**Exercise**
In the data below, which lines hold the word "denied"? Copy them.
BEGIN Material for the task
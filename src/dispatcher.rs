use std::sync::Arc;
use std::time::Duration;

use serde_json::json;
use tokio::sync::{mpsc, Mutex};
use tokio_util::sync::CancellationToken;
use tokio_util::task::TaskTracker;
use tracing::{debug, error, info, warn};

use crate::auth::Authorizer;
use crate::chat::{ChatAdapter, ChatMessage};
use crate::commands::{CommandError, Registry, Resolved};
use crate::formatter::{FormatterHandle, Payload, Reply, ReplyKind};
use crate::jobs::{Cancellations, Job, Jobs, JobStatus, Request};
use crate::parser;

/// Capacity of the inbound message channel; overflow drops messages.
pub const MESSAGE_BUFFER: usize = 64;

/// Everything one worker needs to take a message through the pipeline.
#[derive(Clone)]
pub struct PipelineContext {
    pub registry: Arc<Registry>,
    pub auth: Arc<Authorizer>,
    pub jobs: Jobs,
    pub formatter: Arc<FormatterHandle>,
    pub adapter: Arc<dyn ChatAdapter>,
    pub cancels: Cancellations,
}

/// The worker pool that consumes chat messages and executes commands.
///
/// Command failures and panics never take a worker down; every accepted
/// command produces exactly one terminal reply.
pub struct Dispatcher {
    sender: mpsc::Sender<ChatMessage>,
    tracker: TaskTracker,
    shutdown: CancellationToken,
    cancels: Cancellations,
}

impl Dispatcher {
    /// Spawns `pool` workers consuming from a bounded message channel.
    pub fn start(ctx: PipelineContext, pool: usize) -> Dispatcher {
        let (sender, receiver) = mpsc::channel(MESSAGE_BUFFER);
        let receiver = Arc::new(Mutex::new(receiver));
        let tracker = TaskTracker::new();
        let shutdown = CancellationToken::new();
        let cancels = ctx.cancels.clone();

        info!("starting dispatcher with {} workers", pool);
        for _ in 0..pool {
            let receiver = receiver.clone();
            let ctx = ctx.clone();
            let shutdown = shutdown.clone();
            tracker.spawn(async move {
                loop {
                    let message = tokio::select! {
                        _ = shutdown.cancelled() => break,
                        message = async { receiver.lock().await.recv().await } => message,
                    };
                    match message {
                        Some(message) => process(&ctx, message).await,
                        None => break,
                    }
                }
            });
        }

        Dispatcher {
            sender,
            tracker,
            shutdown,
            cancels,
        }
    }

    /// The inbound end chat adapters push matched messages into.
    pub fn sender(&self) -> mpsc::Sender<ChatMessage> {
        self.sender.clone()
    }

    /// Stops accepting work, waits up to `grace` for in-flight jobs, then
    /// cancels whatever is still running.
    pub async fn shutdown(self, grace: Duration) {
        info!("dispatcher shutting down, waiting up to {:?} for in-flight jobs", grace);
        drop(self.sender);
        self.shutdown.cancel();
        self.tracker.close();

        if tokio::time::timeout(grace, self.tracker.wait()).await.is_err() {
            warn!("grace period expired, cancelling remaining jobs");
            self.cancels.cancel_all();
            self.tracker.wait().await;
        }
    }
}

async fn process(ctx: &PipelineContext, message: ChatMessage) {
    let tokens = match parser::parse(&message.text) {
        Ok(tokens) => tokens,
        Err(err) => {
            debug!("could not parse message '{}': {}", message.text, err);
            let request = build_request(ctx, &message, message.text.clone(), Vec::new());
            post(ctx, unknown_command_reply(ctx, &request)).await;
            return;
        }
    };

    let Some((name, args)) = tokens.split_first() else {
        return;
    };

    let request = build_request(ctx, &message, name.clone(), args.to_vec());
    let Some(resolved) = ctx.registry.find(&request).await else {
        debug!("unknown command {} from {}", request.command, request.username);
        post(ctx, unknown_command_reply(ctx, &request)).await;
        return;
    };

    // Aliases may rename the command and bake in extra arguments; the
    // request the job records is the resolved one.
    let request = resolve_request(request, &resolved);
    let opts = resolved.command.opts();

    if let Err(err) = ctx.auth.check(&request, opts.policy()) {
        debug!(
            "user {} is not authorized to run {}: {}",
            request.username, request.command, err
        );
        let payload = Payload::from([("error".to_string(), json!(err.to_string()))]);
        post(
            ctx,
            render(ctx, ReplyKind::Unauthorized, &request, payload),
        )
        .await;
        return;
    }

    if opts.handshake {
        post(ctx, render(ctx, ReplyKind::Handshake, &request, Payload::new())).await;
    }

    let job = if opts.record {
        match ctx.jobs.create(request.clone()).await {
            Ok(job) => job,
            Err(err) => {
                error!("could not create job for {}: {}", request.command, err);
                let payload = Payload::from([
                    ("error".to_string(), json!("could not allocate a job")),
                    ("output".to_string(), json!("")),
                ]);
                post(ctx, render(ctx, ReplyKind::Failure, &request, payload)).await;
                return;
            }
        }
    } else {
        ctx.jobs.null_job(request.clone())
    };

    let outcome = execute_isolated(ctx, resolved, job).await;
    let (kind, payload) = match outcome {
        Ok(output) => (
            ReplyKind::Success,
            Payload::from([("output".to_string(), json!(output))]),
        ),
        Err(err) => (
            ReplyKind::Failure,
            Payload::from([
                ("error".to_string(), json!(err.to_string())),
                ("output".to_string(), json!(err.output())),
            ]),
        ),
    };
    post(ctx, render(ctx, kind, &request, payload)).await;
}

/// Runs the command in its own task so a panicking executor is contained
/// and reported as a failed job.
async fn execute_isolated(
    ctx: &PipelineContext,
    resolved: Resolved,
    job: Job,
) -> Result<String, CommandError> {
    let record = resolved.command.opts().record && job.id != 0;
    let id = job.id;
    let handle = tokio::spawn(async move { resolved.command.execute(&job).await });

    match handle.await {
        Ok(result) => result,
        Err(join_err) => {
            error!("command execution panicked on job {}: {}", id, join_err);
            if record {
                if let Err(err) = ctx.jobs.set_error(id, "command panicked").await {
                    error!("could not set error on job {}: {}", id, err);
                }
                if let Err(err) = ctx.jobs.finish(id, JobStatus::Failed).await {
                    error!("could not finish job {}: {}", id, err);
                }
            }
            Err(CommandError::Execution {
                message: "command panicked".to_string(),
                output: String::new(),
            })
        }
    }
}

fn build_request(
    ctx: &PipelineContext,
    message: &ChatMessage,
    command: String,
    args: Vec<String>,
) -> Request {
    Request {
        command,
        args,
        username: message.username.clone(),
        user_id: message.user_id.clone(),
        user_link: ctx.adapter.get_user_link(&message.user_id),
        channel: message.channel.clone(),
        channel_id: message.channel_id.clone(),
        channel_link: ctx.adapter.get_channel_link(&message.channel_id),
        is_im: message.is_im,
    }
}

fn resolve_request(request: Request, resolved: &Resolved) -> Request {
    if resolved.name == request.command && resolved.extra_args.is_empty() {
        return request;
    }
    let mut args = resolved.extra_args.clone();
    args.extend(request.args);
    Request {
        command: resolved.name.clone(),
        args,
        ..request
    }
}

fn unknown_command_reply(ctx: &PipelineContext, request: &Request) -> Option<Reply> {
    render(ctx, ReplyKind::UnknownCommand, request, Payload::new())
}

/// Renders a reply; template failures are logged and swallowed so the
/// dispatcher never crashes over formatting.
fn render(
    ctx: &PipelineContext,
    kind: ReplyKind,
    request: &Request,
    payload: Payload,
) -> Option<Reply> {
    let formatter = ctx.formatter.current();
    let overrides = ctx.registry.templates(&request.command);
    match formatter.reply(kind, request, &overrides, payload) {
        Ok(reply) => Some(reply),
        Err(err) => {
            error!("could not render {} reply: {}", request.command, err);
            None
        }
    }
}

/// Posts a reply in order; adapter failures are logged, never fatal.
async fn post(ctx: &PipelineContext, reply: Option<Reply>) {
    let Some(reply) = reply else { return };
    if let Err(err) = ctx.adapter.reply(&reply).await {
        error!("could not post reply on {}: {}", reply.channel_id, err);
    }
}
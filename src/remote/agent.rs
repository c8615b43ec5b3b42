use std::collections::HashMap;
use std::time::Duration;

use anyhow::{Context, Result};
use rand::Rng;
use tokio::sync::mpsc;
use tokio_stream::wrappers::ReceiverStream;
use tokio_util::sync::CancellationToken;
use tokio_util::task::TaskTracker;
use tonic::transport::{Channel, ClientTlsConfig, Endpoint};
use tracing::{debug, error, info, warn};

use crate::commands::shell::{self, Verdict};
use crate::config::CommandConfig;

use super::api;
use super::api::command_pipeline_client::CommandPipelineClient;
use super::api::log_writer_client::LogWriterClient;
use super::api::registration_client::RegistrationClient;

const DEFAULT_GRPC_TIMEOUT: Duration = Duration::from_secs(10);
const MAX_BACKOFF: Duration = Duration::from_secs(60);

/// Transport security towards the server.
#[derive(Debug, Clone, Copy, PartialEq, Eq, Default)]
pub enum SecurityMode {
    #[default]
    Plain,
    Tls,
}

/// Options the agent connects with.
#[derive(Debug, Clone)]
pub struct AgentOptions {
    pub server_url: String,
    pub token: String,
    pub labels: HashMap<String, String>,
    pub security_mode: SecurityMode,
    pub grpc_timeout: Option<Duration>,
}

impl AgentOptions {
    fn grpc_timeout(&self) -> Duration {
        self.grpc_timeout.unwrap_or(DEFAULT_GRPC_TIMEOUT)
    }
}

/// Runs the agent loop: connect, register the catalog, execute pushed
/// requests locally and stream the results back. Reconnects with
/// exponential backoff and jitter, re-registering the full catalog.
pub async fn run(
    options: AgentOptions,
    commands: HashMap<String, CommandConfig>,
    shutdown: CancellationToken,
) -> Result<()> {
    let mut backoff = Duration::from_secs(1);

    loop {
        if shutdown.is_cancelled() {
            return Ok(());
        }

        match connect_and_serve(&options, &commands, &shutdown).await {
            Ok(()) => return Ok(()),
            Err(err) => warn!("agent connection lost: {:#}", err),
        }

        let jitter = Duration::from_millis(rand::thread_rng().gen_range(0..1000));
        let delay = backoff + jitter;
        info!("reconnecting in {:?}", delay);
        tokio::select! {
            _ = tokio::time::sleep(delay) => {}
            _ = shutdown.cancelled() => return Ok(()),
        }
        backoff = (backoff * 2).min(MAX_BACKOFF);
    }
}

async fn connect_and_serve(
    options: &AgentOptions,
    commands: &HashMap<String, CommandConfig>,
    shutdown: &CancellationToken,
) -> Result<()> {
    let channel = connect(options).await?;

    let mut registration = RegistrationClient::new(channel.clone());
    let private_token = registration
        .register(api::AgentRegistration {
            token: options.token.clone(),
            hostname: hostname(),
        })
        .await
        .context("registration was rejected")?
        .into_inner()
        .token;

    let mut pipeline = CommandPipelineClient::new(channel.clone());
    let configuration = api::AgentConfiguration {
        token: private_token,
        commands: commands
            .iter()
            .map(|(name, config)| (name.clone(), remote_command(config)))
            .collect(),
        labels: options.labels.clone(),
        agent_id: String::new(),
    };

    let mut requests = pipeline
        .register_agent(configuration)
        .await
        .context("could not open the command pipeline")?
        .into_inner();

    info!(
        "agent connected to {}, serving {} commands",
        options.server_url,
        commands.len()
    );

    // In-flight executions are flushed before dropping the connection.
    let tracker = TaskTracker::new();
    let outcome = loop {
        tokio::select! {
            _ = shutdown.cancelled() => break Ok(()),
            message = requests.message() => match message {
                Ok(Some(request)) => {
                    let Some(config) = commands.get(&request.command).cloned() else {
                        warn!("server pushed unknown command {}", request.command);
                        continue;
                    };
                    let channel = channel.clone();
                    tracker.spawn(async move {
                        handle_request(channel, config, request).await;
                    });
                }
                Ok(None) => break Err(anyhow::anyhow!("server closed the pipeline stream")),
                Err(status) => break Err(anyhow::anyhow!("pipeline stream failed: {}", status)),
            },
        }
    };

    tracker.close();
    tracker.wait().await;
    outcome
}

async fn connect(options: &AgentOptions) -> Result<Channel> {
    // Only the connection itself is bounded; the pipeline stream stays
    // open for as long as both sides are alive.
    let mut endpoint = Endpoint::from_shared(options.server_url.clone())
        .with_context(|| format!("invalid server url {}", options.server_url))?
        .connect_timeout(options.grpc_timeout());

    if options.security_mode == SecurityMode::Tls {
        endpoint = endpoint
            .tls_config(ClientTlsConfig::new())
            .context("invalid TLS configuration")?;
    }

    endpoint
        .connect()
        .await
        .with_context(|| format!("could not connect to {}", options.server_url))
}

/// Runs one pushed request through the local shell executor, streaming
/// every line back and closing with the finish callback.
async fn handle_request(channel: Channel, config: CommandConfig, request: api::CommandRequest) {
    let job_id = request.job_id;
    debug!("running remote job {} ({})", job_id, request.command);

    let mut argv = config.arguments.clone();
    argv.extend(request.args.iter().cloned());

    let (line_tx, mut line_rx) = mpsc::channel::<String>(64);
    let (entry_tx, entry_rx) = mpsc::channel::<api::LogEntry>(64);

    let mut log_writer = LogWriterClient::new(channel.clone());
    let writer = tokio::spawn(async move {
        if let Err(status) = log_writer.append(ReceiverStream::new(entry_rx)).await {
            warn!("could not stream logs for job {}: {}", job_id, status);
        }
    });
    let forwarder = tokio::spawn(async move {
        while let Some(line) = line_rx.recv().await {
            if entry_tx
                .send(api::LogEntry { job_id, line })
                .await
                .is_err()
            {
                break;
            }
        }
    });

    let result = shell::run(
        &config.command,
        &argv,
        config.timeout(),
        CancellationToken::new(),
        Some(line_tx),
    )
    .await;

    let _ = forwarder.await;
    let _ = writer.await;

    let error = match &result.verdict {
        Verdict::Success => String::new(),
        Verdict::Failed(message) => message.clone(),
        Verdict::TimedOut => "command timed out".to_string(),
        Verdict::Cancelled => "command was killed".to_string(),
    };

    let mut pipeline = CommandPipelineClient::new(channel);
    if let Err(status) = pipeline
        .finish(api::CommandFinish {
            job_id,
            content: result.output,
            error,
            agent_id: String::new(),
        })
        .await
    {
        error!("could not report job {} as finished: {}", job_id, status);
    }
}

fn remote_command(config: &CommandConfig) -> api::RemoteCommand {
    api::RemoteCommand {
        timeout: config.timeout().as_nanos() as i64,
        auth_strategy: config.auth_strategy.as_str().to_string(),
        allowed_groups: config.allowed_groups.clone(),
        channel_strategy: config.channel_strategy.as_str().to_string(),
        allowed_channels: config.allowed_channels.clone(),
        help: Some(api::Help {
            summary: config.help.summary.clone(),
            args: config.help.args.clone(),
        }),
        has_handshake: !config.no_handshake,
    }
}

fn hostname() -> String {
    std::env::var("HOSTNAME").unwrap_or_else(|_| "unknown-host".to_string())
}
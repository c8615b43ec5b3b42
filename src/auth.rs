use std::collections::{BTreeMap, HashMap, HashSet};
use std::sync::{Arc, RwLock};

use thiserror::Error;
use tracing::debug;

use crate::config::{AuthStrategy, ChannelStrategy, ADMIN_GROUP};
use crate::jobs::Request;

#[derive(Debug, Error, PartialEq)]
pub enum AuthError {
    #[error("user is not allowed to run the command")]
    UserNotAllowed,
    #[error("the command can not be used in this channel")]
    ChannelNotAllowed,
}

/// The authorization rules a command carries, evaluated against the current
/// group snapshot.
#[derive(Debug, Clone, Copy)]
pub struct Policy<'a> {
    pub auth_strategy: AuthStrategy,
    pub allowed_groups: &'a [String],
    pub channel_strategy: ChannelStrategy,
    pub allowed_channels: &'a [String],
}

type GroupMap = HashMap<String, HashSet<String>>;

/// Group membership and the authorization checks built on it.
///
/// The group map is an immutable snapshot behind a read/write lock; reload
/// builds a complete replacement and swaps it in, so readers never observe a
/// half-applied map.
pub struct Authorizer {
    groups: RwLock<Arc<GroupMap>>,
}

impl Authorizer {
    pub fn new(groups: &HashMap<String, Vec<String>>) -> Authorizer {
        Authorizer {
            groups: RwLock::new(Arc::new(build_map(groups))),
        }
    }

    /// Replaces the group map wholesale.
    pub fn reload(&self, groups: &HashMap<String, Vec<String>>) {
        let map = Arc::new(build_map(groups));
        *self.groups.write().expect("groups lock poisoned") = map;
    }

    fn snapshot(&self) -> Arc<GroupMap> {
        self.groups.read().expect("groups lock poisoned").clone()
    }

    pub fn is_member(&self, group: &str, username: &str) -> bool {
        self.snapshot()
            .get(group)
            .map(|members| members.contains(username))
            .unwrap_or(false)
    }

    pub fn is_admin(&self, username: &str) -> bool {
        self.is_member(ADMIN_GROUP, username)
    }

    /// Whether the username appears in any configured group.
    pub fn is_known_user(&self, username: &str) -> bool {
        self.snapshot()
            .values()
            .any(|members| members.contains(username))
    }

    /// Sorted view of the group map, for the `groups` built-in.
    pub fn list(&self) -> BTreeMap<String, Vec<String>> {
        self.snapshot()
            .iter()
            .map(|(group, members)| {
                let mut members: Vec<String> = members.iter().cloned().collect();
                members.sort();
                (group.clone(), members)
            })
            .collect()
    }

    /// Evaluates both the authorization strategy and the channel policy.
    /// Both must pass for the request to be accepted.
    pub fn check(&self, request: &Request, policy: Policy<'_>) -> Result<(), AuthError> {
        self.check_user(request, policy)?;
        self.check_channel(request, policy)
    }

    fn check_user(&self, request: &Request, policy: Policy<'_>) -> Result<(), AuthError> {
        let allowed = match policy.auth_strategy {
            AuthStrategy::Any => true,
            AuthStrategy::None => self.is_admin(&request.username),
            AuthStrategy::Group => policy
                .allowed_groups
                .iter()
                .any(|group| self.is_member(group, &request.username)),
        };
        if !allowed {
            debug!(
                "user {} denied command {} by strategy {}",
                request.username,
                request.command,
                policy.auth_strategy.as_str()
            );
            return Err(AuthError::UserNotAllowed);
        }
        Ok(())
    }

    fn check_channel(&self, request: &Request, policy: Policy<'_>) -> Result<(), AuthError> {
        match policy.channel_strategy {
            ChannelStrategy::Any => Ok(()),
            ChannelStrategy::Allowed => {
                if request.is_im
                    || policy
                        .allowed_channels
                        .iter()
                        .any(|channel| channel == &request.channel)
                {
                    Ok(())
                } else {
                    debug!(
                        "command {} denied on channel {}",
                        request.command, request.channel
                    );
                    Err(AuthError::ChannelNotAllowed)
                }
            }
        }
    }
}

fn build_map(groups: &HashMap<String, Vec<String>>) -> GroupMap {
    groups
        .iter()
        .map(|(group, members)| (group.clone(), members.iter().cloned().collect()))
        .collect()
}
END Material for the task
**Written answer**
                "user {} denied command {} by strategy {}",
                        "command {} denied on channel {}",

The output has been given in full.